====== PROVIDED MATERIAL
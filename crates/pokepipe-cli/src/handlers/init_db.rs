//! Init-db command handler.

use anyhow::Result;

use crate::bootstrap::CliContext;
use crate::error::CliError;

/// Execute the init-db command.
pub async fn execute(ctx: &CliContext) -> Result<()> {
    ctx.pipeline()
        .ensure_schema()
        .await
        .map_err(CliError::from)?;
    println!("Schema ready at {}", ctx.settings().db_path.display());
    Ok(())
}
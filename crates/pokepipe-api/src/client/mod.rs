//! PokeAPI client for listing pages and detail payloads.
//!
//! This module provides the main client interface for interacting with
//! the PokeAPI.

mod details;
mod listing;

use crate::config::PokeApiConfig;
use crate::http::{HttpBackend, ReqwestBackend};
use crate::models::ApiConfig;
use crate::port::map_error;
use pokepipe_core::SourceResult;

// ============================================================================
// Type Aliases
// ============================================================================

/// Default PokeAPI client using the reqwest HTTP backend.
pub type DefaultPokeApiClient = PokeApiClient<ReqwestBackend>;

// ============================================================================
// Client
// ============================================================================

/// Client for interacting with the PokeAPI.
///
/// This client is generic over an HTTP backend, allowing for easy testing.
/// Use `DefaultPokeApiClient` for production code. The generic parameter `B`
/// is an implementation detail - external code should not instantiate this
/// directly but use `DefaultPokeApiClient::new()`.
pub struct PokeApiClient<B: HttpBackend> {
    pub(crate) backend: B,
    pub(crate) config: ApiConfig,
}

impl DefaultPokeApiClient {
    /// Create a new client with the given configuration.
    ///
    /// Fails if the base URL does not parse or the HTTP client cannot be built.
    pub fn new(config: &PokeApiConfig) -> SourceResult<Self> {
        let internal_config = ApiConfig::from_public(config).map_err(map_error)?;
        let backend = ReqwestBackend::new(config).map_err(map_error)?;
        Ok(Self {
            backend,
            config: internal_config,
        })
    }

    /// Create a new client with default configuration.
    pub fn default_client() -> SourceResult<Self> {
        Self::new(&PokeApiConfig::default())
    }
}

impl<B: HttpBackend> PokeApiClient<B> {
    /// Create a new client with a custom backend.
    ///
    /// Use this for testing with a fake backend.
    #[cfg(test)]
    pub(crate) const fn with_backend(config: ApiConfig, backend: B) -> Self {
        Self { backend, config }
    }
}
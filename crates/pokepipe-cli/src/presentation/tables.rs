//! Table formatting utilities.

/// Truncate a string to a maximum length, adding "..." if needed.
///
/// Counts characters, not bytes, so multi-byte names are never split.
pub fn truncate_string(s: &str, max_len: usize) -> String {
    if s.chars().count() <= max_len {
        s.to_string()
    } else {
        let kept: String = s.chars().take(max_len.saturating_sub(3)).collect();
        format!("{kept}...")
    }
}

/// Print a separator line of the given width.
pub fn print_separator(width: usize) {
    println!("{}", "-".repeat(width));
}

/// Format an optional value for display, using "-" for None.
pub fn format_optional<T: std::fmt::Display>(value: Option<T>) -> String {
    value.map_or_else(|| "-".to_string(), |v| v.to_string())
}
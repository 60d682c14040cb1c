//! Catalog port: the read side of persistence.

use async_trait::async_trait;

use super::RepositoryError;
use crate::domain::{PokemonDetail, PokemonFilter, PokemonSummary, TableCounts};

/// Queries over persisted pokemon.
#[async_trait]
pub trait PokemonCatalogPort: Send + Sync {
    /// All stored type names, sorted.
    async fn list_type_names(&self) -> Result<Vec<String>, RepositoryError>;

    /// Stored pokemon matching `filter`, ordered by id.
    async fn list_pokemon(
        &self,
        filter: &PokemonFilter,
    ) -> Result<Vec<PokemonSummary>, RepositoryError>;

    /// One pokemon by exact name.
    ///
    /// Returns `RepositoryError::NotFound` if no row has that name.
    async fn get_pokemon(&self, name: &str) -> Result<PokemonDetail, RepositoryError>;

    /// Row counts of every table.
    async fn table_counts(&self) -> Result<TableCounts, RepositoryError>;
}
============
> **ACTIVITY**: Where a line above holds the string "RepositoryError", show that line.

> **RESULT BELOW**:
use super::RepositoryError;
    async fn list_type_names(&self) -> Result<Vec<String>, RepositoryError>;
    ) -> Result<Vec<PokemonSummary>, RepositoryError>;
    /// Returns `RepositoryError::NotFound` if no row has that name.
    async fn get_pokemon(&self, name: &str) -> Result<PokemonDetail, RepositoryError>;
    async fn table_counts(&self) -> Result<TableCounts, RepositoryError>;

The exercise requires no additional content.